La noche más oscura

Crítica de Federico Karstulovich - Otros Cines

La violencia está entre nosotros

En Garage Olimpo (Marco Bechis, 1998) presenciábamos una situación incomodísima comparada a la tradición que nos tenía acostumbrado el cine argentino post dictadura (y sobre ese tema puntual). Era una película incómoda no por incorrección política alguna sino sencillamente porque se tomaba el trabajo de construir el día a día de un centro clandestino de detención y tortura. Pero lo notable es que lo hacía desapasionadamente, mostrando lo burocrático de la máquina de matar como un trabajo más, casi haciendo indistinguible a los torturadores de ciudadanos comunes.

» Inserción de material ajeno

//! Purpose: Rewrite class names containing characters the quickapp selector syntax rejects.
//! Exports: `TransformRules`, `DEFAULT_RULES`, `ClassListLiteral`, `locate_class_list_literals`,
//! `transcode_class_lists`.
//! Role: Shared by the finalize pass (compiled template class lists) and by transformers/CLI.
//! Invariants: Rule keys are single characters matched literally; never interpreted as patterns.
//! Invariants: No replacement contains a key character, so escaping is idempotent.
//! Invariants: Text outside quoted literals of a class list is never modified.
use std::borrow::Cow;
use std::ops::Range;
use std::sync::LazyLock;

use regex::Regex;

use crate::error::{Error, ErrorKind};

pub const DEFAULT_RULES: [(char, &str); 11] = [
    ('.', "-d-"),
    ('/', "-s-"),
    (':', "-c-"),
    ('%', "-p-"),
    ('!', "-e-"),
    ('#', "-w-"),
    ('(', "-bl-"),
    (')', "-br-"),
    ('[', "-fl-"),
    (']', "-fr-"),
    ('$', "-r-"),
];

static DEFAULT: LazyLock<TransformRules> = LazyLock::new(|| {
    TransformRules::new(DEFAULT_RULES).expect("default transform rules are valid")
});

/// Ordered character substitution table.
#[derive(Clone, Debug)]
pub struct TransformRules {
    rules: Vec<(char, String)>,
    trigger: Option<Regex>,
}

impl TransformRules {
    pub fn new<I, S>(rules: I) -> Result<Self, Error>
    where
        I: IntoIterator<Item = (char, S)>,
        S: Into<String>,
    {
        let mut table: Vec<(char, String)> = Vec::new();
        for (key, replacement) in rules {
            let replacement = replacement.into();
            if let Some(slot) = table.iter_mut().find(|(existing, _)| *existing == key) {
                slot.1 = replacement;
            } else {
                table.push((key, replacement));
            }
        }

        for (key, replacement) in &table {
            if let Some(bad) = replacement
                .chars()
                .find(|c| table.iter().any(|(k, _)| k == c))
            {
                return Err(Error::new(ErrorKind::Usage)
                    .with_message(format!(
                        "replacement {replacement:?} for {key:?} contains rule character {bad:?}"
                    ))
                    .with_hint("Replacements must not contain any character that is itself replaced."));
            }
        }

        let trigger = if table.is_empty() {
            None
        } else {
            let class: String = table
                .iter()
                .map(|(key, _)| regex::escape(&key.to_string()))
                .collect();
            let pattern = format!("[{class}]");
            let regex = Regex::new(&pattern).map_err(|err| {
                Error::new(ErrorKind::Internal)
                    .with_message("failed to compile transform trigger")
                    .with_source(err)
            })?;
            Some(regex)
        };

        Ok(Self {
            rules: table,
            trigger,
        })
    }

    /// Builds a table from string keys, rejecting keys that are not exactly one character.
    pub fn from_pairs<I, K, S>(pairs: I) -> Result<Self, Error>
    where
        I: IntoIterator<Item = (K, S)>,
        K: AsRef<str>,
        S: Into<String>,
    {
        let mut rules = Vec::new();
        for (key, replacement) in pairs {
            let key = key.as_ref();
            let mut chars = key.chars();
            let (Some(ch), None) = (chars.next(), chars.next()) else {
                return Err(Error::new(ErrorKind::Usage)
                    .with_message(format!("transform rule key {key:?} must be a single character")));
            };
            rules.push((ch, replacement.into()));
        }
        Self::new(rules)
    }

    pub fn iter(&self) -> impl Iterator<Item = (char, &str)> {
        self.rules.iter().map(|(key, value)| (*key, value.as_str()))
    }

    pub fn len(&self) -> usize {
        self.rules.len()
    }

    pub fn is_empty(&self) -> bool {
        self.rules.is_empty()
    }

    /// Applies every rule, in table order, as a global literal replacement.
    ///
    /// Returns the input untouched (borrowed) when it holds no rule character; this check
    /// runs over every class literal of every asset so it has to stay cheap.
    pub fn escape_selector<'a>(&self, selector: &'a str) -> Cow<'a, str> {
        let Some(trigger) = &self.trigger else {
            return Cow::Borrowed(selector);
        };
        if !trigger.is_match(selector) {
            return Cow::Borrowed(selector);
        }
        let mut escaped = selector.to_string();
        for (key, replacement) in &self.rules {
            if escaped.contains(*key) {
                escaped = escaped.replace(*key, replacement);
            }
        }
        Cow::Owned(escaped)
    }
}

impl Default for TransformRules {
    fn default() -> Self {
        DEFAULT.clone()
    }
}

/// A class list found in compiled template output.
#[derive(Clone, Debug, Eq, PartialEq)]
pub struct ClassListLiteral {
    /// From the `classList` key through the closing `]`.
    pub span: Range<usize>,
    /// Between the brackets.
    pub inner: Range<usize>,
    /// Contents of each quoted string inside `inner`, quotes excluded.
    pub literals: Vec<Range<usize>>,
}

impl ClassListLiteral {
    pub fn classes<'a>(&'a self, text: &'a str) -> impl Iterator<Item = &'a str> + 'a {
        self.literals.iter().map(move |range| &text[range.clone()])
    }
}

static CLASS_LIST_OPEN: LazyLock<Regex> = LazyLock::new(|| {
    Regex::new(
        r#"(?:"classList"|'classList'|\bclassList)\s*:\s*(?:function\s*\(\s*\)\s*\{\s*return\s*|\(\s*\)\s*=>\s*)?\["#,
    )
    .expect("class list pattern compiles")
});

/// Finds `classList` values shaped either as a bracketed list or as a zero-argument function
/// returning one, and collects every quoted literal inside (ternary branches included).
pub fn locate_class_list_literals(text: &str) -> Vec<ClassListLiteral> {
    let bytes = text.as_bytes();
    let mut found = Vec::new();
    let mut search_from = 0;
    while let Some(m) = CLASS_LIST_OPEN.find_at(text, search_from) {
        search_from = m.end();
        if bytes[m.start()] == b'c' && preceded_by_member_access(bytes, m.start()) {
            continue;
        }
        let Some((close, literals)) = scan_bracket_body(bytes, m.end()) else {
            continue;
        };
        found.push(ClassListLiteral {
            span: m.start()..close + 1,
            inner: m.end()..close,
            literals,
        });
        search_from = close + 1;
    }
    found
}

/// Escapes every quoted class literal of every class list whose text changes under `rules`.
pub fn transcode_class_lists<'a>(text: &'a str, rules: &TransformRules) -> Cow<'a, str> {
    let mut edits: Vec<(Range<usize>, String)> = Vec::new();
    for list in locate_class_list_literals(text) {
        for range in list.literals {
            if let Cow::Owned(escaped) = rules.escape_selector(&text[range.clone()]) {
                edits.push((range, escaped));
            }
        }
    }
    if edits.is_empty() {
        return Cow::Borrowed(text);
    }

    let mut out = String::with_capacity(text.len() + edits.len() * 4);
    let mut cursor = 0;
    for (range, replacement) in edits {
        out.push_str(&text[cursor..range.start]);
        out.push_str(&replacement);
        cursor = range.end;
    }
    out.push_str(&text[cursor..]);
    Cow::Owned(out)
}

fn preceded_by_member_access(bytes: &[u8], start: usize) -> bool {
    bytes[..start]
        .iter()
        .rev()
        .find(|b| !b.is_ascii_whitespace())
        .is_some_and(|b| *b == b'.')
}

/// Walks from just after an opening `[` to its matching `]`, skipping over string contents.
/// Returns `None` when the brackets do not balance before the end of the text.
fn scan_bracket_body(bytes: &[u8], start: usize) -> Option<(usize, Vec<Range<usize>>)> {
    let mut literals = Vec::new();
    let mut stack = vec![b']'];
    let mut i = start;
    while i < bytes.len() {
        match bytes[i] {
            quote @ (b'"' | b'\'' | b'`') => {
                let end = closing_quote(bytes, i + 1, quote)?;
                if quote != b'`' {
                    literals.push(i + 1..end);
                }
                i = end + 1;
                continue;
            }
            b'[' => stack.push(b']'),
            b'(' => stack.push(b')'),
            b'{' => stack.push(b'}'),
            close @ (b']' | b')' | b'}') => {
                if stack.pop() != Some(close) {
                    return None;
                }
                if stack.is_empty() {
                    return Some((i, literals));
                }
            }
            _ => {}
        }
        i += 1;
    }
    None
}

fn closing_quote(bytes: &[u8], mut i: usize, quote: u8) -> Option<usize> {
    while i < bytes.len() {
        match bytes[i] {
            b'\\' => i += 2,
            b if b == quote => return Some(i),
            _ => i += 1,
        }
    }
    None
}

#[cfg(test)]
mod tests {
    use super::*;

    #[test]
    fn escapes_every_default_character() {
        let rules = TransformRules::default();
        let input = "\n    \"w-1.4\",\n    \"flex:col\",\n    \"w-1/3\",\n    \"90%\",\n    \"flex!row\"\n  ";
        let expected = "\n    \"w-1-d-4\",\n    \"flex-c-col\",\n    \"w-1-s-3\",\n    \"90-p-\",\n    \"flex-e-row\"\n  ";
        assert_eq!(rules.escape_selector(input), expected);

        let compact = r#""w-1.4", "flex:col", "w-1/3", "90%", "flex!row""#;
        assert_eq!(
            rules.escape_selector(compact),
            r#""w-1-d-4", "flex-c-col", "w-1-s-3", "90-p-", "flex-e-row""#
        );
    }

    #[test]
    fn safe_selector_is_borrowed() {
        let rules = TransformRules::default();
        assert!(matches!(
            rules.escape_selector("flex-col items-center"),
            Cow::Borrowed(_)
        ));
    }

    #[test]
    fn escaping_is_idempotent() {
        let rules = TransformRules::default();
        for selector in [
            "w-1.4",
            "bg-[#fff]",
            "font-$font-name",
            "tracking-[2/5]",
            "hover:(text-red)",
            "!p-2",
            "w-50%",
            "plain",
        ] {
            let once = rules.escape_selector(selector).into_owned();
            let twice = rules.escape_selector(&once).into_owned();
            assert_eq!(once, twice, "selector {selector}");
        }
    }

    #[test]
    fn keys_are_matched_literally() {
        let rules = TransformRules::from_pairs([("$", "-r-"), ("(", "-bl-"), (".", "-d-")])
            .expect("rules");
        assert_eq!(rules.escape_selector("a$b(c.d"), "a-r-b-bl-c-d-d");
        assert_eq!(rules.escape_selector("abc"), "abc");
    }

    #[test]
    fn rules_apply_in_declaration_order() {
        let rules = TransformRules::new([('.', "_dot_"), ('/', "_slash_")]).expect("rules");
        let order: Vec<char> = rules.iter().map(|(key, _)| key).collect();
        assert_eq!(order, vec!['.', '/']);
        assert_eq!(rules.escape_selector("a.b/c"), "a_dot_b_slash_c");
    }

    #[test]
    fn reentrant_replacement_is_rejected() {
        let err = TransformRules::new([('.', "-d-"), ('-', "_")]).unwrap_err();
        assert_eq!(err.kind(), ErrorKind::Usage);
    }

    #[test]
    fn multi_character_key_is_rejected() {
        let err = TransformRules::from_pairs([("ab", "x")]).unwrap_err();
        assert_eq!(err.kind(), ErrorKind::Usage);
    }

    #[test]
    fn empty_table_never_rewrites() {
        let rules = TransformRules::new(Vec::<(char, String)>::new()).expect("rules");
        assert!(rules.is_empty());
        assert_eq!(rules.escape_selector("w-1.5"), "w-1.5");
    }

    #[test]
    fn locates_plain_and_function_lists() {
        let text = r#"{"classList": ["flex", "w-1.5"], "x": 1, "classList": function () {return ['w-20', 'h-20', this.getClass()]}}"#;
        let lists = locate_class_list_literals(text);
        assert_eq!(lists.len(), 2);
        assert_eq!(
            lists[0].classes(text).collect::<Vec<_>>(),
            vec!["flex", "w-1.5"]
        );
        assert_eq!(
            lists[1].classes(text).collect::<Vec<_>>(),
            vec!["w-20", "h-20"]
        );
        assert!(text[lists[1].span.clone()].ends_with("this.getClass()]"));
    }

    #[test]
    fn function_list_keeps_non_literals_untouched() {
        let text = "\"classList\": function () {return ['w-20', 'h-20', 'border-1', 'focus:bg-gray-500', this.getClass()]}";
        let out = transcode_class_lists(text, &TransformRules::default());
        assert_eq!(
            out,
            "\"classList\": function () {return ['w-20', 'h-20', 'border-1', 'focus-c-bg-gray-500', this.getClass()]}"
        );
    }

    #[test]
    fn finds_literals_inside_ternaries() {
        let text = r#""classList": function () {return [
            title === '2.3' ? 'font-$font-name bg-teal-200:55' : 'tracking-[2/5]',
            isFont ? 'font-$font-name' : 'tracking-[2/5]'
        ]}"#;
        let lists = locate_class_list_literals(text);
        assert_eq!(lists.len(), 1);
        assert_eq!(
            lists[0].classes(text).collect::<Vec<_>>(),
            vec![
                "2.3",
                "font-$font-name bg-teal-200:55",
                "tracking-[2/5]",
                "font-$font-name",
                "tracking-[2/5]"
            ]
        );
        let out = transcode_class_lists(text, &TransformRules::default());
        assert!(out.contains("'font-r-font-name bg-teal-200-c-55'"));
        assert!(out.contains("'tracking-fl-2-s-5-fr-'"));
        assert!(out.contains("title === '2-d-3'"));
    }

    #[test]
    fn safe_class_lists_are_byte_identical() {
        let text = "module.exports = {\n  \"classList\": [\n    \"flex\",\n    \"flex-col\"\n  ]\n}";
        let out = transcode_class_lists(text, &TransformRules::default());
        assert!(matches!(out, Cow::Borrowed(_)));
        assert_eq!(out, text);
    }

    #[test]
    fn text_outside_class_lists_is_untouched() {
        let text = r#"var a = "w-1.5"; x = {"classList": ["w-1.5"]}; b = 'c:d';"#;
        let out = transcode_class_lists(text, &TransformRules::default());
        assert_eq!(
            out,
            r#"var a = "w-1.5"; x = {"classList": ["w-1-d-5"]}; b = 'c:d';"#
        );
    }

    #[test]
    fn minified_and_arrow_forms_are_recognized() {
        let text = "{classList:['p-1.5'],a:1},{classList:()=>['m-1/2']}";
        let out = transcode_class_lists(text, &TransformRules::default());
        assert_eq!(out, "{classList:['p-1-d-5'],a:1},{classList:()=>['m-1-s-2']}");
    }

    #[test]
    fn member_access_is_not_a_class_list() {
        let text = "ok ? el.classList : ['w-1.5']";
        assert!(locate_class_list_literals(text).is_empty());
    }

    #[test]
    fn brackets_inside_strings_do_not_close_the_list() {
        let text = r#""classList": ["w-[1.5]", "h-2"]"#;
        let lists = locate_class_list_literals(text);
        assert_eq!(lists.len(), 1);
        assert_eq!(
            lists[0].classes(text).collect::<Vec<_>>(),
            vec!["w-[1.5]", "h-2"]
        );
    }

    #[test]
    fn transcoding_twice_changes_nothing_more() {
        let text = r#""classList": ["w-1.5", "bg-[#000]"]"#;
        let rules = TransformRules::default();
        let once = transcode_class_lists(text, &rules).into_owned();
        let twice = transcode_class_lists(&once, &rules).into_owned();
        assert_eq!(once, twice);
    }

    #[test]
    fn unterminated_list_is_skipped() {
        let text = r#""classList": ["w-1.5", "#;
        assert!(locate_class_list_literals(text).is_empty());
    }
}
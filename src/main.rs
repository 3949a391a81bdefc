//! Purpose: `unocss-quickapp` CLI entry point.
//! Role: Binary crate root; parses args, loads options, runs commands, emits JSON on stdout.
//! Invariants: Commands emit JSON on stdout (pretty when stdout is a terminal).
//! Invariants: Non-interactive errors are emitted as JSON on stderr.
//! Invariants: Process exit code is derived from `to_exit_code`.
#![allow(clippy::result_large_err)]
use std::collections::BTreeMap;
use std::ffi::OsString;
use std::io::{self, IsTerminal};
use std::path::{Path, PathBuf};

use clap::{Parser, Subcommand, ValueHint, error::ErrorKind as ClapErrorKind};
use serde_json::{Map, Value, json};
use std::error::Error as StdError;
use tracing_subscriber::EnvFilter;

mod command_dispatch;

use unocss_quickapp::{Error, ErrorKind, PluginOptions, to_exit_code};

#[derive(Copy, Clone, Debug)]
struct RunOutcome {
    exit_code: i32,
}

impl RunOutcome {
    fn ok() -> Self {
        Self { exit_code: 0 }
    }

    fn with_code(exit_code: i32) -> Self {
        Self { exit_code }
    }
}

fn main() {
    init_tracing();
    let exit_code = match run() {
        Ok(outcome) => outcome.exit_code,
        Err(err) => {
            emit_error(&err);
            to_exit_code(err.kind())
        }
    };
    std::process::exit(exit_code);
}

fn init_tracing() {
    let env_filter = EnvFilter::try_from_default_env().unwrap_or_else(|_| EnvFilter::new("warn"));
    let _ = tracing_subscriber::fmt()
        .with_env_filter(env_filter)
        .with_target(false)
        .with_writer(io::stderr)
        .try_init();
}

fn run() -> Result<RunOutcome, Error> {
    let cli = match Cli::try_parse_from(normalize_args(std::env::args_os())) {
        Ok(cli) => cli,
        Err(err) => match err.kind() {
            ClapErrorKind::DisplayHelp
            | ClapErrorKind::DisplayVersion
            | ClapErrorKind::DisplayHelpOnMissingArgumentOrSubcommand => {
                err.print().map_err(|io_err| {
                    Error::new(ErrorKind::Io)
                        .with_message("failed to write help")
                        .with_source(io_err)
                })?;
                let exit_code = if matches!(
                    err.kind(),
                    ClapErrorKind::DisplayHelpOnMissingArgumentOrSubcommand
                ) {
                    2
                } else {
                    0
                };
                return Ok(RunOutcome::with_code(exit_code));
            }
            _ => {
                return Err(Error::new(ErrorKind::Usage)
                    .with_message(clap_error_summary(&err))
                    .with_hint(clap_error_hint(&err)));
            }
        },
    };

    let mut options = match &cli.config {
        Some(path) => PluginOptions::from_json_file(path)?,
        None => PluginOptions::default(),
    };
    if let Some(root) = cli.root {
        options.root = root;
    }

    command_dispatch::dispatch_command(cli.command, options).map_err(add_io_hint)
}

fn normalize_args<I>(args: I) -> Vec<OsString>
where
    I: IntoIterator<Item = OsString>,
{
    args.into_iter()
        .map(|arg| {
            let replacement = arg.to_str().and_then(|value| match value {
                "---help" => Some("--help"),
                "---version" => Some("--version"),
                _ => None,
            });
            replacement.map(OsString::from).unwrap_or(arg)
        })
        .collect()
}

#[derive(Parser)]
#[command(
    name = "unocss-quickapp",
    version,
    about = "Deferred utility CSS for quickapp bundles",
    help_template = r#"{about-with-newline}
{before-help}USAGE
  {usage}

COMMANDS
{subcommands}

OPTIONS
{options}

{after-help}
"#,
    long_about = None,
    before_help = r#"Virtual stylesheets are emitted as placeholders; finalize swaps them for real CSS.

Mental model:
  - `bootstrap` puts the all-layers placeholder into the output stylesheet
  - `finalize` resolves placeholders in emitted assets from generated CSS
  - `transcode` rewrites selector-unsafe characters in class-list literals
"#,
    after_help = r#"EXAMPLES
  $ unocss-quickapp bootstrap
  $ unocss-quickapp escape 'w-1.5' 'hover:bg-[#fff]'
  $ unocss-quickapp transcode --check build/pages/index.js
  $ unocss-quickapp finalize --css uno.generated.css build/app.js build/pages/index.js

CONFIG
  --config takes a JSON file with any of: unoCssOutput, transformRules, include, exclude, root."#,
    arg_required_else_help = true,
    disable_help_subcommand = false
)]
struct Cli {
    #[arg(long, help = "JSON options file", value_hint = ValueHint::FilePath)]
    config: Option<PathBuf>,
    #[arg(long, help = "Project root (overrides `root` from --config)", value_hint = ValueHint::DirPath)]
    root: Option<PathBuf>,

    #[command(subcommand)]
    command: Command,
}

#[derive(Subcommand)]
enum Command {
    #[command(about = "Ensure the output stylesheet carries the all-layers placeholder")]
    Bootstrap {
        #[arg(long, help = "Stylesheet path (default: unoCssOutput)", value_hint = ValueHint::FilePath)]
        output: Option<PathBuf>,
    },
    #[command(about = "Print selectors with unsafe characters replaced")]
    Escape {
        #[arg(required = true, help = "Selectors to escape")]
        selectors: Vec<String>,
    },
    #[command(
        about = "Rewrite class-list literals in files",
        long_about = "Rewrite class-list literals in files.\n\nWith --check nothing is written and the exit code is 1 when any file would change."
    )]
    Transcode {
        #[arg(long, help = "Report only; do not write")]
        check: bool,
        #[arg(required = true, help = "Files to rewrite", value_hint = ValueHint::FilePath)]
        files: Vec<PathBuf>,
    },
    #[command(about = "Resolve placeholders in emitted assets from generated CSS")]
    Finalize {
        #[arg(long, help = "Generated CSS, split into layers by `/* layer: <name> */`", value_hint = ValueHint::FilePath)]
        css: PathBuf,
        #[arg(required = true, help = "Emitted assets to rewrite in place", value_hint = ValueHint::FilePath)]
        assets: Vec<PathBuf>,
    },
}

fn read_text(path: &Path) -> Result<String, Error> {
    std::fs::read_to_string(path).map_err(|err| {
        Error::new(ErrorKind::Io)
            .with_message("failed to read file")
            .with_path(path)
            .with_source(err)
    })
}

fn write_text(path: &Path, content: &str) -> Result<(), Error> {
    std::fs::write(path, content).map_err(|err| {
        Error::new(ErrorKind::Io)
            .with_message("failed to write file")
            .with_path(path)
            .with_source(err)
    })
}

/// Reads each asset into an output set keyed by its path as given.
fn read_assets(paths: &[PathBuf]) -> Result<BTreeMap<String, String>, Error> {
    let mut assets = BTreeMap::new();
    for path in paths {
        assets.insert(path.display().to_string(), read_text(path)?);
    }
    Ok(assets)
}

fn emit_json(value: Value) {
    let json = if io::stdout().is_terminal() {
        serde_json::to_string_pretty(&value)
    } else {
        serde_json::to_string(&value)
    }
    .unwrap_or_else(|_| "{\"error\":\"json encode failed\"}".to_string());
    println!("{json}");
}

fn emit_error(err: &Error) {
    if io::stderr().is_terminal() {
        eprintln!("{}", error_text(err));
        return;
    }

    let value = error_json(err);
    let json = serde_json::to_string(&value).unwrap_or_else(|_| {
        "{\"error\":{\"kind\":\"Internal\",\"message\":\"json encode failed\"}}".to_string()
    });
    eprintln!("{json}");
}

fn error_message(err: &Error) -> String {
    if let Some(message) = err.message() {
        return message.to_string();
    }
    match err.kind() {
        ErrorKind::Internal => "internal error".to_string(),
        ErrorKind::Usage => "usage error".to_string(),
        ErrorKind::Io => "i/o error".to_string(),
        ErrorKind::Extraction => "token extraction failed".to_string(),
        ErrorKind::Generation => "css generation failed".to_string(),
        ErrorKind::StyleParse => "generated css could not be parsed".to_string(),
        ErrorKind::Closed => "build already finalized".to_string(),
    }
}

fn error_causes(err: &Error) -> Vec<String> {
    let mut causes = Vec::new();
    let mut cur = err.source();
    while let Some(source) = cur {
        causes.push(source.to_string());
        cur = source.source();
    }
    causes
}

fn error_json(err: &Error) -> Value {
    let mut inner = Map::new();
    inner.insert("kind".to_string(), json!(format!("{:?}", err.kind())));
    inner.insert("message".to_string(), json!(error_message(err)));
    if let Some(hint) = err.hint() {
        inner.insert("hint".to_string(), json!(hint));
    }
    if let Some(path) = err.path() {
        inner.insert("path".to_string(), json!(path.display().to_string()));
    }
    if let Some(module) = err.module() {
        inner.insert("module".to_string(), json!(module));
    }
    if let Some(layer) = err.layer() {
        inner.insert("layer".to_string(), json!(layer));
    }
    if let Some(css) = err.css() {
        inner.insert("css".to_string(), json!(css));
    }
    let causes = error_causes(err);
    if !causes.is_empty() {
        inner.insert("causes".to_string(), json!(causes));
    }

    let mut outer = Map::new();
    outer.insert("error".to_string(), Value::Object(inner));
    Value::Object(outer)
}

fn error_text(err: &Error) -> String {
    let mut lines = vec![format!("error: {}", error_message(err))];
    if let Some(hint) = err.hint() {
        lines.push(format!("hint: {hint}"));
    }
    if let Some(path) = err.path() {
        lines.push(format!("path: {}", path.display()));
    }
    if let Some(module) = err.module() {
        lines.push(format!("module: {module}"));
    }
    if let Some(layer) = err.layer() {
        lines.push(format!("layer: {layer}"));
    }
    if let Some(css) = err.css() {
        lines.push(format!("css: {css}"));
    }
    for cause in error_causes(err) {
        lines.push(format!("caused by: {cause}"));
    }
    lines.join("\n")
}

fn add_io_hint(err: Error) -> Error {
    if err.kind() != ErrorKind::Io || err.hint().is_some() {
        return err;
    }
    match err.path() {
        Some(_) => err.with_hint("Check that the path exists and is writable."),
        None => err,
    }
}

fn clap_error_summary(err: &clap::Error) -> String {
    for line in err.to_string().lines() {
        let trimmed = line.trim();
        if trimmed.is_empty() {
            continue;
        }
        if let Some(rest) = trimmed.strip_prefix("error:") {
            return rest.trim().to_string();
        }
        return trimmed.to_string();
    }
    "invalid arguments".to_string()
}

fn clap_error_hint(err: &clap::Error) -> String {
    let rendered = err.to_string();
    let subcommand = rendered
        .lines()
        .find_map(|line| line.trim().strip_prefix("Usage: "))
        .and_then(|usage| {
            let tokens: Vec<&str> = usage.split_whitespace().collect();
            let pos = tokens.iter().position(|t| *t == "unocss-quickapp")?;
            tokens
                .get(pos + 1)
                .filter(|token| !token.starts_with(['-', '<', '[']))
                .map(|token| token.to_string())
        });
    match subcommand {
        Some(subcommand) => format!("Try `unocss-quickapp {subcommand} --help`."),
        None => "Try `unocss-quickapp --help`.".to_string(),
    }
}

#[cfg(test)]
mod tests {
    use super::*;

    #[test]
    fn error_json_carries_build_context() {
        let err = Error::new(ErrorKind::StyleParse)
            .with_message("unbalanced braces")
            .with_layer("components")
            .with_css(".a{color:red");
        let value = error_json(&err);
        assert_eq!(value["error"]["kind"], "StyleParse");
        assert_eq!(value["error"]["layer"], "components");
        assert_eq!(value["error"]["css"], ".a{color:red");
        assert!(value["error"].get("hint").is_none());
    }

    #[test]
    fn error_message_falls_back_to_kind() {
        let err = Error::new(ErrorKind::Closed);
        assert_eq!(error_message(&err), "build already finalized");
        assert!(error_text(&err).starts_with("error: build already finalized"));
    }

    #[test]
    fn io_errors_with_a_path_get_a_hint() {
        let err = add_io_hint(Error::new(ErrorKind::Io).with_path("/nope"));
        assert!(err.hint().is_some());
        let err = add_io_hint(Error::new(ErrorKind::Usage).with_path("/nope"));
        assert!(err.hint().is_none());
    }

    #[test]
    fn normalize_args_maps_triple_dash_help() {
        let args = normalize_args(vec![OsString::from("unocss-quickapp"), OsString::from("---help")]);
        assert_eq!(args[1], OsString::from("--help"));
    }
}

En Zodíaco (David Fincher, 2004) se narraba la obsesión bigger than life de dos periodistas con el asesino serial homónimo y su cadena de crímenes durante la década del '70. El punto novedoso de la película radicaba en que el centro no estaba puesto en el encuentro del asesino (más bien terminaba siendo un McGuffin) sino, en todo caso, en la desesperada cacería humana que terminaba deshumanizando a los protagonistas, dejándolos vacíos, sin experiencia de vida, entregados a un solo objetivo, en una relación patológica.

En Vivir al límite (Kathryn Bigelow, 2008) un personaje casi sin vida personal, completamente entregado a la adrenalina del peligro de desactivar bombas en medio del Irak contemporáneo de posguerra toma conciencia, luego de toda una serie de peripecias, de idas y vueltas en territorio de combate, que no es útil para la vida civil, que el mundo de los “hombres de a pie” no tiene nada que entregarle, nada que valga la pena como el frente de batalla, la sensación de inminencia de la muerte.

En cierto modo La noche más oscura podría estar dialogando con todas aquellas películas, siendo el personaje de Jessica Chastain una suerte de versión cínica, obsesiva y desencantada de la Clarice Starling de El silencio de los inocentes (Jonathan Demme, 1991). De ahí que el modo rutinario (contrario a ritual) de mostrar las torturas de la CIA, la relación patológica y obsesiva con el trabajo pero, sobre todo, la idea de la deshumanización provocada por toda clase de obsesión fanática, resuene en otras películas y en otros territorios comunes.

Bigelow, con Vivir al límite, había producido un cambio con respecto a su cine de los '80 y los '90. Ese salto hacia el realismo un tanto menos estilizado y ritualizado habilitaba un acercamiento hacia una propuesta más tangible. Ojo: no es que Bigelow le hiciera asco a los cuerpos, precisamente. Pero los procedimientos formales de su “etapa” anterior (entre ellos una fascinación lírica con la violencia, el uso ritual del ralenti como celebración física, el fetiche de los planos detalle con los cuerpos masculinos) parecían un poco demasiado para La noche más oscura, en donde el realismo vira hacia un verismo casi documental (sobre todo en los últimos 45 minutos de película).

Como si cambiara de piel, doña Kathryn se saca de encima todas esas marcas reconocibles de su etapa anterior y logra una película propia de un realizador experimentado, pero que a la vez parece una ópera prima de la directora (como dije, en lo formal, un giro casi radical).

Como en su película anterior el ritmo es propio de una locomotora: comienza cansino, va adquiriendo velocidad, musculatura, ritmo. Cuando está lo suficientemente caliente acelera y pone todos los motores en marcha y no para hasta el final. En ese sentido, Bigelow no abandona lo fibroso de su cine: siempre con el nervio a flor de piel, siempre al borde del estallido, en una tensa calma, como las criaturas que habitan esas películas musculares.

En este punto, la cacería de Bin Laden, como excusa narrativa, es menos trascendente que la naturalización de la violencia sobre los cuerpos de los torturados, que la implosión de los torturadores (sin otra vida más que la del apriete). En esa descripción Bigelow no necesita detenerse a denunciar ni a subrayar: la sola muestra lateral -casi como si fuesen adornos en la construcción del plano- de los campos de concentración, las vejaciones, las torturas, las coacciones a los detenidos es suficiente como para ver que la película no celebra esa violencia de ningún modo. Pero tampoco se horroriza frente a ella. Por ese motivo, un poco en el tono del libro de Susan Sontag (Ante el dolor de los demás) sobre las imágenes de los torturados, nos pone en el incómodo lugar de horrorizarnos frente a un atentado de cualquier índole, en condenar los regímenes totalitarios en diversas partes del mundo y naturalizar los campos de concentración (fronteras afuera) de la democracia más antigua.

El estilo de Bigelow es punzante pero no cruel. Lateral, pero no cómplice ni celebratorio. No es extraordinario, por otra parte. Tampoco es un logro menor. Pero quizás sea una de esas películas que crezca con el tiempo. Veremos.